Synthesis, Structure, and Reactivity of a Mononuclear Organozinc Hydride Complex: Facile Insertion of CO2 into a Zn–H Bond and CO2-Promoted Displacement of Siloxide Ligands

Abstract

Tris(2-pyridylthio)methane, [Tptm]H, has been employed to synthesize the mononuclear alkyl zinc hydride complex, [κ(3)-Tptm]ZnH, which has been structurally characterized by X-ray diffraction. [κ(3)-Tptm]ZnH provides access to a variety of other [Tptm]ZnX derivatives.
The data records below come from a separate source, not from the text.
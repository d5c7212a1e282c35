// SPDX-FileCopyrightText: © 2025 SignKit Contributors
//
// SPDX-License-Identifier: MPL-2.0

//! SignKit Inference - the tensor runtime boundary.
//!
//! This crate is the only place allowed to touch the ONNX runtime or image
//! decoding; everything else in the workspace sees plain float slices and
//! [`signkit_core::FeatureFrame`]s.
//!
//! - [`classifier`]: The sequence classifier behind the [`classifier::SignClassifier`]
//!   trait, plus the async timing adapter the connection handler uses
//! - [`extractor`]: JPEG decode + holistic landmark extraction into the
//!   1662-value feature layout
//! - [`error`]: Error types shared by both

pub mod classifier;
pub mod error;
pub mod extractor;

pub use classifier::{top_prediction, ClassifierAdapter, SignClassifier, TractClassifier};
pub use error::{InferenceError, Result};
pub use extractor::{KeypointExtractor, LandmarkModel};
// SPDX-FileCopyrightText: © 2025 SignKit Contributors
//
// SPDX-License-Identifier: MPL-2.0

//! SignKit Core - Data contracts and per-connection state machines for
//! real-time sign detection.
//!
//! Everything in this crate is deterministic and I/O-free. Each WebSocket
//! connection composes one instance of every state machine here; nothing is
//! shared across connections except [`metrics::RollingLatency`], which is
//! explicitly thread-safe.
//!
//! ## Modules
//!
//! - [`features`]: The 1662-value holistic feature vector layout
//! - [`actions`]: The configured set of recognizable sign labels
//! - [`window`]: Sliding temporal buffer of feature vectors
//! - [`stability`]: Confidence-gated smoothing over consecutive predictions
//! - [`sentence`]: Pause-based segmentation of stable signs into sentences
//! - [`rate_limit`]: Per-connection sliding-window frame admission
//! - [`metrics`]: Rolling inference-latency average

pub mod actions;
pub mod features;
pub mod metrics;
pub mod rate_limit;
pub mod sentence;
pub mod stability;
pub mod window;

pub use actions::Actions;
pub use features::{FeatureFrame, FEATURE_LEN};
pub use metrics::RollingLatency;
pub use rate_limit::FrameRateLimiter;
pub use sentence::SentenceAssembler;
pub use stability::{StabilityFilter, StabilityUpdate};
pub use window::SlidingWindow;
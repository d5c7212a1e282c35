// SPDX-FileCopyrightText: © 2025 SignKit Contributors
//
// SPDX-License-Identifier: MPL-2.0

//! Per-connection sliding-window frame admission.

use std::collections::VecDeque;
use std::time::{Duration, Instant};

/// Admits at most `max_frames` frames per rolling `window`.
///
/// Keeps the admission timestamps of the last `max_frames` accepted frames.
/// A frame is admitted while the FIFO has room, or once the span from the
/// oldest admission to the incoming frame reaches the window length.
#[derive(Debug)]
pub struct FrameRateLimiter {
    max_frames: usize,
    window: Duration,
    admitted: VecDeque<Instant>,
}

impl FrameRateLimiter {
    pub fn new(max_frames: usize, window: Duration) -> Self {
        Self { max_frames, window, admitted: VecDeque::with_capacity(max_frames) }
    }

    /// Attempts to admit a frame arriving at `now`.
    pub fn try_admit(&mut self, now: Instant) -> bool {
        if self.max_frames == 0 {
            return false;
        }
        if self.admitted.len() == self.max_frames {
            match self.admitted.front() {
                Some(&oldest) if now.duration_since(oldest) < self.window => return false,
                _ => {
                    self.admitted.pop_front();
                }
            }
        }
        self.admitted.push_back(now);
        true
    }

    pub fn max_frames(&self) -> usize {
        self.max_frames
    }

    pub fn window(&self) -> Duration {
        self.window
    }
}
// SPDX-FileCopyrightText: © 2025 SignKit Contributors
//
// SPDX-License-Identifier: MPL-2.0

//! JPEG decode and holistic landmark extraction.
//!
//! The landmark artifact is an ONNX export of the holistic landmark graph.
//! Contract: input `(1, 3, 256, 256)` RGB normalized to `[0, 1]`; outputs,
//! in order:
//!
//! | # | Tensor | Shape |
//! |---|---|---|
//! | 0 | pose landmarks | `(1, 33, 4)` — x, y, z, visibility |
//! | 1 | face landmarks | `(1, 468, 3)` |
//! | 2 | left hand landmarks | `(1, 21, 3)` |
//! | 3 | right hand landmarks | `(1, 21, 3)` |
//! | 4 | group presence scores | `(1, 4)` — same order as above |
//!
//! A group's landmarks enter the feature vector only when its presence score
//! clears the detection confidence, or the (typically lower) tracking
//! confidence when the group was present in the previous frame of the same
//! connection. Rejected groups stay zero-filled, matching the training-side
//! layout contract.
//!
//! Model weights are shared read-only across connections through
//! [`LandmarkModel`]; the per-frame tracking state lives in the
//! per-connection [`KeypointExtractor`], which must never be shared.

use std::path::Path;
use std::sync::Arc;

use image::imageops::FilterType;
use image::RgbImage;
use tract_onnx::prelude::*;

use crate::error::{InferenceError, Result};
use signkit_core::features::{
    FACE_RANGE, FACE_VALUES, FEATURE_LEN, LEFT_HAND_RANGE, HAND_VALUES, POSE_RANGE, POSE_VALUES,
    RIGHT_HAND_RANGE,
};
use signkit_core::FeatureFrame;

/// Side length of the square model input.
pub const LANDMARK_INPUT_SIZE: u32 = 256;

const GROUP_COUNT: usize = 4;

/// Read-only landmark model weights, shared across connections.
pub struct LandmarkModel {
    plan: TypedSimplePlan<TypedModel>,
}

struct LandmarkOutput {
    presence: [f32; GROUP_COUNT],
    /// Flattened landmark values per group, in feature-layout order.
    groups: [Vec<f32>; GROUP_COUNT],
}

impl LandmarkModel {
    pub fn load<P: AsRef<Path>>(model_path: P) -> Result<Self> {
        let model_path = model_path.as_ref();
        let size = LANDMARK_INPUT_SIZE as usize;
        let plan = tract_onnx::onnx()
            .model_for_path(model_path)
            .map_err(|e| {
                InferenceError::ModelLoad(format!(
                    "failed to load landmark model from {}: {e}",
                    model_path.display()
                ))
            })?
            .with_input_fact(
                0,
                InferenceFact::dt_shape(f32::datum_type(), tvec!(1, 3, size, size)),
            )
            .map_err(|e| InferenceError::ModelLoad(format!("failed to set input fact: {e}")))?
            .into_optimized()
            .map_err(|e| InferenceError::ModelLoad(format!("failed to optimize model: {e}")))?
            .into_runnable()
            .map_err(|e| InferenceError::ModelLoad(format!("failed to build runnable model: {e}")))?;

        tracing::debug!(path = %model_path.display(), "Landmark model optimized and runnable");
        Ok(Self { plan })
    }

    fn run(&self, rgb: &RgbImage) -> Result<LandmarkOutput> {
        let size = LANDMARK_INPUT_SIZE as usize;
        let input = tract_ndarray::Array4::from_shape_fn(
            (1, 3, size, size),
            |(_, channel, y, x)| f32::from(rgb.get_pixel(x as u32, y as u32)[channel]) / 255.0,
        );

        let outputs = self
            .plan
            .run(tvec!(input.into_tensor().into()))
            .map_err(|e| InferenceError::Execution(format!("landmark inference failed: {e}")))?;

        if outputs.len() < GROUP_COUNT + 1 {
            return Err(InferenceError::Execution(format!(
                "landmark model produced {} outputs, expected {}",
                outputs.len(),
                GROUP_COUNT + 1
            )));
        }

        let groups = [
            extract_values(&outputs[0], POSE_VALUES, "pose")?,
            extract_values(&outputs[1], FACE_VALUES, "face")?,
            extract_values(&outputs[2], HAND_VALUES, "left hand")?,
            extract_values(&outputs[3], HAND_VALUES, "right hand")?,
        ];
        let presence_values = extract_values(&outputs[4], GROUP_COUNT, "presence")?;
        let mut presence = [0.0; GROUP_COUNT];
        presence.copy_from_slice(&presence_values);

        Ok(LandmarkOutput { presence, groups })
    }
}

fn extract_values(output: &TValue, expected: usize, name: &str) -> Result<Vec<f32>> {
    let view = output
        .to_array_view::<f32>()
        .map_err(|e| InferenceError::Execution(format!("{name} tensor was not f32: {e}")))?;
    let data = view
        .as_slice()
        .ok_or_else(|| InferenceError::Execution(format!("{name} tensor is not contiguous")))?;
    if data.len() != expected {
        return Err(InferenceError::Execution(format!(
            "{name} tensor has {} values, expected {expected}",
            data.len()
        )));
    }
    Ok(data.to_vec())
}

/// Per-connection extractor: JPEG bytes in, feature frame out.
///
/// Stateful across calls (presence tracking), so every connection owns its
/// own instance; the underlying model weights are shared.
pub struct KeypointExtractor {
    model: Option<Arc<LandmarkModel>>,
    detection_confidence: f32,
    tracking_confidence: f32,
    tracked: [bool; GROUP_COUNT],
}

impl KeypointExtractor {
    pub fn new(
        model: Option<Arc<LandmarkModel>>,
        detection_confidence: f32,
        tracking_confidence: f32,
    ) -> Self {
        Self { model, detection_confidence, tracking_confidence, tracked: [false; GROUP_COUNT] }
    }

    /// Extracts the feature vector for one frame.
    ///
    /// Returns `Ok(None)` when the bytes do not decode as an image — the
    /// caller drops such frames silently. Runs without a landmark model by
    /// emitting all-zero features (no person detected), so the streaming
    /// protocol stays fully functional on a machine without the artifact.
    pub fn extract(&mut self, jpeg: &[u8]) -> Result<Option<FeatureFrame>> {
        let Ok(decoded) = image::load_from_memory(jpeg) else {
            return Ok(None);
        };

        let Some(model) = self.model.as_ref() else {
            self.tracked = [false; GROUP_COUNT];
            return Ok(Some(FeatureFrame::empty()));
        };

        let rgb = decoded
            .resize_exact(LANDMARK_INPUT_SIZE, LANDMARK_INPUT_SIZE, FilterType::Triangle)
            .to_rgb8();
        let output = model.run(&rgb)?;

        let mut features = vec![0.0; FEATURE_LEN];
        let ranges = [POSE_RANGE, FACE_RANGE, LEFT_HAND_RANGE, RIGHT_HAND_RANGE];
        for (group, range) in ranges.into_iter().enumerate() {
            let threshold = if self.tracked[group] {
                self.tracking_confidence
            } else {
                self.detection_confidence
            };
            let present = output.presence[group] >= threshold;
            if present {
                features[range].copy_from_slice(&output.groups[group]);
            }
            self.tracked[group] = present;
        }

        Ok(Some(FeatureFrame::new(features)))
    }
}

#[cfg(test)]
mod tests {
    use super::*;
    use image::{DynamicImage, ImageFormat};
    use std::io::Cursor;

    fn tiny_jpeg() -> Vec<u8> {
        let img = DynamicImage::ImageRgb8(RgbImage::from_pixel(8, 8, image::Rgb([120, 30, 200])));
        let mut bytes = Cursor::new(Vec::new());
        img.write_to(&mut bytes, ImageFormat::Jpeg).unwrap();
        bytes.into_inner()
    }

    #[test]
    fn corrupt_bytes_are_a_silent_no_feature() {
        let mut extractor = KeypointExtractor::new(None, 0.5, 0.5);
        assert!(extractor.extract(b"definitely not a jpeg").unwrap().is_none());
    }

    #[test]
    fn empty_payload_is_a_silent_no_feature() {
        let mut extractor = KeypointExtractor::new(None, 0.5, 0.5);
        assert!(extractor.extract(&[]).unwrap().is_none());
    }

    #[test]
    fn without_a_model_frames_decode_to_zero_features() {
        let mut extractor = KeypointExtractor::new(None, 0.5, 0.5);
        let frame = extractor.extract(&tiny_jpeg()).unwrap().unwrap();
        assert_eq!(frame.features.len(), FEATURE_LEN);
        assert!(frame.features.iter().all(|v| *v == 0.0));
        assert!(!frame.hands_detected);
    }

    #[test]
    fn missing_landmark_artifact_is_a_load_error() {
        let result = LandmarkModel::load("/nonexistent/holistic_landmarks.onnx");
        assert!(matches!(result, Err(InferenceError::ModelLoad(_))));
    }
}
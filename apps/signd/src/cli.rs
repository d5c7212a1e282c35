// SPDX-FileCopyrightText: © 2025 SignKit Contributors
//
// SPDX-License-Identifier: MPL-2.0

use clap::{Parser, Subcommand};
use tracing::error;

use crate::config::{Config, LogConfig, ENV_VARS};
use crate::{logging, server};

#[derive(Parser, Debug)]
#[command(author, version, about = "Real-time sign-detection inference service", long_about = None)]
pub struct Cli {
    #[command(subcommand)]
    pub command: Option<Commands>,
}

#[derive(Subcommand, Debug)]
pub enum Commands {
    /// Starts the signd server
    Serve,
    /// Manage configuration
    #[command(subcommand)]
    Config(ConfigCommands),
}

#[derive(Subcommand, Debug)]
pub enum ConfigCommands {
    /// Print the environment variables the server reads, with defaults
    Env,
}

/// Handle the "serve" command - start the server.
/// Exits the process on error with status code 1.
// Allow eprintln before logging is initialized (CLI output)
#[allow(clippy::disallowed_macros)]
async fn handle_serve_command() {
    let _log_guard = match logging::init_logging(&LogConfig::from_env()) {
        Ok(guard) => guard,
        Err(e) => {
            eprintln!("Failed to initialize logging: {e}");
            std::process::exit(1);
        }
    };

    let config = Config::from_env();

    if let Err(e) = server::start_server(config).await {
        error!(error = %e, "Failed to start server");
        std::process::exit(1);
    }
}

/// Handle the "config env" command - print the variable table to stdout.
// Allow println for CLI output to stdout (intentional)
#[allow(clippy::disallowed_macros)]
fn handle_config_env_command() {
    println!("# Environment variables read by signd");
    for (name, default, description) in ENV_VARS {
        println!("{name:28} default: {default:36} {description}");
    }
}

/// Handle CLI commands.
pub async fn handle_command(cli: &Cli) {
    match cli.command.as_ref().unwrap_or(&Commands::Serve) {
        Commands::Serve => handle_serve_command().await,
        Commands::Config(ConfigCommands::Env) => handle_config_env_command(),
    }
}
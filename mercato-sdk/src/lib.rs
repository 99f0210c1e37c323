//! Authenticated HTTP transport for the Mercato commerce REST API.
//!
//! [`Transport`] signs every outgoing request with HTTP Basic Auth
//! (consumer key / consumer secret), stamps a fixed `User-Agent`, hands the
//! request to a pluggable [`HttpClient`] and turns JSON error bodies into
//! [`ApiError`]s.
//!
//! The default delegate, [`ReqwestClient`], is behind the `client` feature
//! (enabled by default). Without it, pass your own client through
//! [`TransportBuilder::http_client`].
//!
//! ```ignore
//! use mercato_sdk::{Environment, RequestOptions, Transport};
//!
//! let transport = Transport::builder("ck_live", "cs_live")
//!     .environment(Environment::Sandbox)
//!     .build()?;
//! let response = transport.get("v3/orders", RequestOptions::new()).await?;
//! let orders: Vec<serde_json::Value> = response.json()?;
//! ```

pub mod auth;
pub mod client;
pub mod error;
pub mod request;
pub mod response;
pub mod transport;

pub use auth::BasicAuth;
pub use client::{HttpClient, TransportError};
#[cfg(feature = "client")]
pub use client::ReqwestClient;
pub use error::{ApiError, ApiErrorPayload, Error};
pub use request::{Body, HttpRequest, RequestOptions, Serialization};
pub use response::HttpResponse;
pub use transport::{DEFAULT_USER_AGENT, Environment, Transport, TransportBuilder};

pub use http::Method;
//! HTTP Basic Auth credentials.
//!
//! The Mercato API authenticates with the consumer key as the user name and
//! the consumer secret as the password:
//!
//! ```text
//! Authorization: Basic base64("{consumer_key}:{consumer_secret}")
//! ```

use std::fmt;

const BASIC_PREFIX: &str = "Basic ";

/// A Basic Auth credential pair.
#[derive(Clone, PartialEq, Eq)]
pub struct BasicAuth {
    pub username: String,
    pub password: String,
}

impl BasicAuth {
    pub fn new(username: impl Into<String>, password: impl Into<String>) -> Self {
        Self {
            username: username.into(),
            password: password.into(),
        }
    }

    /// Full `Authorization` header value, e.g. `Basic Y2tfdGVzdDpjc190ZXN0`.
    pub fn header_value(&self) -> String {
        let pair = format!("{}:{}", self.username, self.password);
        format!(
            "{BASIC_PREFIX}{}",
            fast32::base64::RFC4648.encode(pair.as_bytes())
        )
    }
}

impl fmt::Debug for BasicAuth {
    fn fmt(&self, f: &mut fmt::Formatter<'_>) -> fmt::Result {
        f.debug_struct("BasicAuth")
            .field("username", &self.username)
            .field("password", &"<redacted>")
            .finish()
    }
}
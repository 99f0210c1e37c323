//! The authenticated request adapter.

use std::fmt;
use std::sync::Arc;

use http::Method;
use http::header::HeaderValue;
use serde::{Deserialize, Serialize};
use url::Url;

use crate::auth::BasicAuth;
use crate::client::HttpClient;
#[cfg(feature = "client")]
use crate::client::ReqwestClient;
use crate::error::{Error, classify};
use crate::request::{HttpRequest, RequestOptions};
use crate::response::HttpResponse;

/// User agent sent when none is configured.
pub const DEFAULT_USER_AGENT: &str = concat!("mercato-sdk/", env!("CARGO_PKG_VERSION"));

/// URL schemes the transport sends to.
const SUPPORTED_SCHEMES: [&str; 2] = ["http", "https"];

/// Methods the transport accepts.
const STANDARD_METHODS: [Method; 7] = [
    Method::GET,
    Method::POST,
    Method::PUT,
    Method::PATCH,
    Method::DELETE,
    Method::HEAD,
    Method::OPTIONS,
];

/// Hosted Mercato API deployments.
#[derive(Debug, Clone, Copy, Default, PartialEq, Eq, Hash, Serialize, Deserialize)]
#[serde(rename_all = "lowercase")]
pub enum Environment {
    #[default]
    Production,
    Sandbox,
}

impl Environment {
    /// Default API root for this deployment.
    pub const fn endpoint(self) -> &'static str {
        match self {
            Environment::Production => "https://api.mercato.io/",
            Environment::Sandbox => "https://sandbox.api.mercato.io/",
        }
    }
}

/// Authenticating transport for the Mercato API.
///
/// Every request goes out with the consumer key / secret as Basic Auth and
/// the configured `User-Agent`, both overriding anything the caller put in
/// [`RequestOptions::headers`]. Relative targets are resolved against the
/// base URL.
///
/// Cloning is cheap; the delegate client is shared.
#[derive(Clone)]
pub struct Transport {
    client: Arc<dyn HttpClient>,
    base_url: Url,
    auth: BasicAuth,
    user_agent: String,
    user_agent_header: HeaderValue,
}

impl Transport {
    /// Production endpoint, default user agent, `reqwest` delegate.
    #[cfg(feature = "client")]
    pub fn new(
        consumer_key: impl Into<String>,
        consumer_secret: impl Into<String>,
    ) -> Result<Self, Error> {
        Self::builder(consumer_key, consumer_secret).build()
    }

    pub fn builder(
        consumer_key: impl Into<String>,
        consumer_secret: impl Into<String>,
    ) -> TransportBuilder {
        TransportBuilder {
            auth: BasicAuth::new(consumer_key, consumer_secret),
            user_agent: None,
            environment: Environment::default(),
            base_url: None,
            client: None,
        }
    }

    pub fn consumer_key(&self) -> &str {
        &self.auth.username
    }

    pub fn consumer_secret(&self) -> &str {
        &self.auth.password
    }

    pub fn user_agent(&self) -> &str {
        &self.user_agent
    }

    pub fn base_url(&self) -> &Url {
        &self.base_url
    }

    /// Send an authenticated request.
    ///
    /// Delegate failures come back as [`Error::Transport`] unless the
    /// response is an `application/json` error body with an error code, in
    /// which case they become [`Error::Api`].
    pub async fn request(
        &self,
        method: Method,
        url: &str,
        options: RequestOptions,
    ) -> Result<HttpResponse, Error> {
        if !STANDARD_METHODS.contains(&method) {
            return Err(Error::UnsupportedMethod(method));
        }
        let url = self.resolve(url)?;

        tracing::debug!(%method, %url, "sending request");
        let request = HttpRequest::assemble(
            method,
            url,
            options,
            self.auth.clone(),
            &self.user_agent_header,
        )?;

        match self.client.execute(request).await {
            Ok(response) => {
                tracing::debug!(status = %response.status, "request succeeded");
                Ok(response)
            }
            Err(err) => Err(classify(err)),
        }
    }

    pub async fn get(&self, url: &str, options: RequestOptions) -> Result<HttpResponse, Error> {
        self.request(Method::GET, url, options).await
    }

    pub async fn post(&self, url: &str, options: RequestOptions) -> Result<HttpResponse, Error> {
        self.request(Method::POST, url, options).await
    }

    pub async fn put(&self, url: &str, options: RequestOptions) -> Result<HttpResponse, Error> {
        self.request(Method::PUT, url, options).await
    }

    pub async fn patch(&self, url: &str, options: RequestOptions) -> Result<HttpResponse, Error> {
        self.request(Method::PATCH, url, options).await
    }

    pub async fn delete(&self, url: &str, options: RequestOptions) -> Result<HttpResponse, Error> {
        self.request(Method::DELETE, url, options).await
    }

    fn resolve(&self, target: &str) -> Result<Url, Error> {
        let target = target.trim();
        if target.is_empty() {
            return Err(Error::EmptyUrl);
        }
        let url = match Url::parse(target) {
            Ok(url) => url,
            Err(url::ParseError::RelativeUrlWithoutBase) => self.base_url.join(target)?,
            Err(e) => return Err(e.into()),
        };
        check_scheme(&url)?;
        Ok(url)
    }
}

fn check_scheme(url: &Url) -> Result<(), Error> {
    if SUPPORTED_SCHEMES.contains(&url.scheme()) {
        Ok(())
    } else {
        Err(Error::UnsupportedScheme(url.scheme().to_owned()))
    }
}

impl fmt::Debug for Transport {
    fn fmt(&self, f: &mut fmt::Formatter<'_>) -> fmt::Result {
        f.debug_struct("Transport")
            .field("base_url", &self.base_url.as_str())
            .field("auth", &self.auth)
            .field("user_agent", &self.user_agent)
            .finish_non_exhaustive()
    }
}

/// Builder for [`Transport`].
pub struct TransportBuilder {
    auth: BasicAuth,
    user_agent: Option<String>,
    environment: Environment,
    base_url: Option<Url>,
    client: Option<Arc<dyn HttpClient>>,
}

impl TransportBuilder {
    /// Override [`DEFAULT_USER_AGENT`].
    pub fn user_agent(mut self, user_agent: impl Into<String>) -> Self {
        self.user_agent = Some(user_agent.into());
        self
    }

    /// Select a hosted deployment. Ignored when [`base_url`](Self::base_url)
    /// is set.
    pub fn environment(mut self, environment: Environment) -> Self {
        self.environment = environment;
        self
    }

    /// Use a custom API root (self-hosted, proxy, mock server).
    pub fn base_url(mut self, base_url: Url) -> Self {
        self.base_url = Some(base_url);
        self
    }

    /// Replace the default `reqwest` delegate. Required when the `client`
    /// feature is disabled.
    pub fn http_client(mut self, client: impl HttpClient + 'static) -> Self {
        self.client = Some(Arc::new(client));
        self
    }

    pub fn build(self) -> Result<Transport, Error> {
        let user_agent = self
            .user_agent
            .unwrap_or_else(|| DEFAULT_USER_AGENT.to_owned());
        let user_agent_header = HeaderValue::from_str(&user_agent)?;

        let mut base_url = match self.base_url {
            Some(url) => url,
            None => Url::parse(self.environment.endpoint())?,
        };
        check_scheme(&base_url)?;
        // `Url::join` drops the last path segment unless it ends with '/'.
        if !base_url.path().ends_with('/') {
            let path = format!("{}/", base_url.path());
            base_url.set_path(&path);
        }

        let client: Arc<dyn HttpClient> = match self.client {
            Some(client) => client,
            #[cfg(feature = "client")]
            None => Arc::new(ReqwestClient::new()),
            #[cfg(not(feature = "client"))]
            None => return Err(Error::MissingHttpClient),
        };

        Ok(Transport {
            client,
            base_url,
            auth: self.auth,
            user_agent,
            user_agent_header,
        })
    }
}
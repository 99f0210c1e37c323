use bytes::Bytes;
use http::StatusCode;
use http::header::{CONTENT_TYPE, HeaderMap};
use serde::de::DeserializeOwned;

/// A response returned by an [`HttpClient`](crate::HttpClient), with the body
/// fully read.
#[derive(Debug, Clone)]
pub struct HttpResponse {
    pub status: StatusCode,
    pub headers: HeaderMap,
    pub body: Bytes,
}

impl HttpResponse {
    pub fn new(status: StatusCode, headers: HeaderMap, body: impl Into<Bytes>) -> Self {
        Self {
            status,
            headers,
            body: body.into(),
        }
    }

    /// Raw `Content-Type` header value, if present and valid UTF-8.
    pub fn content_type(&self) -> Option<&str> {
        self.headers
            .get(CONTENT_TYPE)
            .and_then(|value| value.to_str().ok())
    }

    pub fn json<T: DeserializeOwned>(&self) -> Result<T, serde_json::Error> {
        serde_json::from_slice(&self.body)
    }

    /// Body as text, replacing invalid UTF-8.
    pub fn text(&self) -> String {
        String::from_utf8_lossy(&self.body).into_owned()
    }
}
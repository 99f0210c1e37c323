//! Delegate HTTP clients.
//!
//! [`Transport`](crate::Transport) never talks to the network itself; it
//! builds an [`HttpRequest`] and hands it to an [`HttpClient`]. The default
//! delegate is [`ReqwestClient`], gated behind the `client` cargo feature
//! (on by default) so embedders bringing their own client do not pull in
//! `reqwest`.

#[cfg(feature = "client")]
mod reqwest_client;

#[cfg(feature = "client")]
pub use reqwest_client::ReqwestClient;

use async_trait::async_trait;

use crate::request::HttpRequest;
use crate::response::HttpResponse;

/// Failure reported by a delegate client.
#[derive(Debug, thiserror::Error)]
pub enum TransportError {
    /// Transport-level failure (DNS, TLS, connection reset, …). No response
    /// is available.
    #[error("http error: {0}")]
    Http(Box<dyn std::error::Error + Send + Sync>),

    /// The server answered with a non-2xx status code.
    #[error("request failed with status {}", .0.status)]
    Status(Box<HttpResponse>),

    /// Failure raised by a custom delegate.
    #[error("{0}")]
    Other(Box<dyn std::error::Error + Send + Sync>),
}

impl TransportError {
    /// The response attached to this failure, if the server answered.
    pub fn response(&self) -> Option<&HttpResponse> {
        match self {
            TransportError::Status(response) => Some(response),
            _ => None,
        }
    }
}

/// Sends a request and receives either a response or a typed failure.
#[async_trait]
pub trait HttpClient: Send + Sync {
    /// Execute `request`.
    ///
    /// Implementations return [`TransportError::Status`] for non-2xx
    /// answers so the response body stays available for classification.
    async fn execute(&self, request: HttpRequest) -> Result<HttpResponse, TransportError>;
}

#[cfg(test)]
mod tests {
    use super::*;
    use http::StatusCode;
    use http::header::HeaderMap;

    #[test]
    fn test_status_error_exposes_response() {
        let response = HttpResponse::new(StatusCode::NOT_FOUND, HeaderMap::new(), "missing");
        let err = TransportError::Status(Box::new(response));

        assert_eq!(err.response().unwrap().status, StatusCode::NOT_FOUND);
        assert_eq!(err.to_string(), "request failed with status 404 Not Found");
    }

    #[test]
    fn test_other_error_has_no_response() {
        let err = TransportError::Other("socket closed".into());
        assert!(err.response().is_none());
        assert_eq!(err.to_string(), "socket closed");
    }
}
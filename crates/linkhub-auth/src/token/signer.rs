//! HMAC-SHA256 signer for encoded link payloads.

use std::sync::Arc;

use base64::Engine;
use base64::engine::general_purpose::URL_SAFE_NO_PAD;
use hmac::{Hmac, Mac};
use sha2::Sha256;

use crate::compare::constant_time_eq;
use crate::error::LinkError;

type HmacSha256 = Hmac<Sha256>;

/// Signs and verifies encoded payloads with the process-wide secret.
///
/// Constructed even when the secret is missing so the service can start;
/// every call then fails with [`LinkError::Configuration`].
#[derive(Clone)]
pub struct Signer {
    key: Option<Arc<[u8]>>,
}

impl std::fmt::Debug for Signer {
    fn fmt(&self, f: &mut std::fmt::Formatter<'_>) -> std::fmt::Result {
        f.debug_struct("Signer")
            .field("configured", &self.is_configured())
            .finish()
    }
}

impl Signer {
    /// Creates a signer. An empty secret yields an unconfigured signer.
    pub fn new(secret: &str) -> Self {
        let key = (!secret.is_empty()).then(|| Arc::from(secret.as_bytes()));
        Self { key }
    }

    /// Whether a secret is present.
    pub fn is_configured(&self) -> bool {
        self.key.is_some()
    }

    /// Base64url HMAC tag over the ASCII bytes of `encoded_payload`.
    pub fn sign(&self, encoded_payload: &str) -> Result<String, LinkError> {
        let mut mac = self.mac()?;
        mac.update(encoded_payload.as_bytes());
        Ok(URL_SAFE_NO_PAD.encode(mac.finalize().into_bytes()))
    }

    /// Recomputes the tag and compares it with `signature` in constant time.
    pub fn verify(&self, encoded_payload: &str, signature: &str) -> Result<bool, LinkError> {
        let expected = self.sign(encoded_payload)?;
        Ok(constant_time_eq(expected.as_bytes(), signature.as_bytes()))
    }

    fn mac(&self) -> Result<HmacSha256, LinkError> {
        let key = self
            .key
            .as_deref()
            .ok_or_else(|| LinkError::Configuration("Link signing secret is not configured".into()))?;
        HmacSha256::new_from_slice(key)
            .map_err(|_| LinkError::Configuration("Link signing secret is unusable".into()))
    }
}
For example, [κ(3)-Tptm]ZnH reacts with (i) R(3)SiOH (R = Me, Ph) to give [κ(4)-Tptm]ZnOSiR(3), (ii) Me(3)SiX (X = Cl, Br, I) to give [κ(4)-Tptm]ZnX, and (iii) CO(2) to give the formate complex, [κ(4)-Tptm]ZnO(2)CH. The bis(trimethylsilyl)amide complex [κ(3)-Tptm]ZnN(SiMe(3))(2) also reacts with CO(2), but the product obtained is the isocyanate complex, [κ(4)-Tptm]ZnNCO. The formation of [κ(4)-Tptm]ZnNCO is proposed to involve initial insertion of CO(2) into the Zn-N(SiMe(3))(2) bond, followed by migration of a trimethylsilyl group from nitrogen to oxygen to generate [κ(4)-Tptm]ZnOSiMe(3) and Me(3)SiNCO, which subsequently undergo CO(2)-promoted metathesis to give [κ(4)-Tptm]ZnNCO and (Me(3)SiO)(2)CO.